Russian web television series

Survivors (Выжившие) is a Russian science fiction television series directed by Andrei Proshkin, which premiered in the summer of 2021.

== Plot ==
The series takes place in a small Russian town where a deadly virus appears. Most of the inhabitants die, only a few people remain alive, who are affected by sleeping sickness: people cannot wake up on their own, and after two hours of sleep they fall into a coma.

== Cast==
- Artur Smolyaninov as Sergey Shadrin
- Aleksey Filimonov as Alexander Morozov
- Darya Savelyeva as Nastya
- Anna Slyu as Dr. Marina Lavrova
- Vitaliya Korniyenko as Liza
- Aleksey Rozin as Rotny
- Darya Ekamasova as Dina
- Rosa Khairullina as Reverend
- Filipp Avdeyev as Viktor
- Natalia Bardo as Lena

== Production and premiere ==
The project was announced in 2019. The director is Andrey Proshkin, the creative producer is Boris Khlebnikov.
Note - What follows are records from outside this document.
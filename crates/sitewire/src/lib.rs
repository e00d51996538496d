// Sitewire - convention-based route loader for axum
// Walks a site tree for per-directory route declarations and wires each entry
// to a registered handler or a Tera template view

pub mod config;
pub mod declaration;
pub mod handler;
pub mod loader;
pub mod request_context;
pub mod view;

// Re-export framework types
pub use config::{SiteConfig, ENV_VAR};
pub use declaration::{RouteDeclaration, RouteKey, DECLARATION_FILE};
pub use handler::{route_handler, HandlerFuture, HandlerRegistry, RouteHandler};
pub use loader::SiteLoader;
pub use request_context::{QueryParams, RequestContext};
pub use view::{TemplateEngine, TEMPLATE_EXT};

// Re-export commonly used types from dependencies
pub use axum;
pub use axum::http::StatusCode;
The script was written by Alexander Lungin, Roman Volobuyev and Elena Vanina. Filming took place in November–December 2020 in the Chelyabinsk Oblast (mainly in Zlatoust, as well as in Miass and Satka).

In July 2021 the premiere took place at the International Web Series Festival Realist Web Fest. From August 12, 2021, the series is available in an online cinema Okko.

In April 2023 filming of the second season began, which took place in Moscow and the Orenburg region.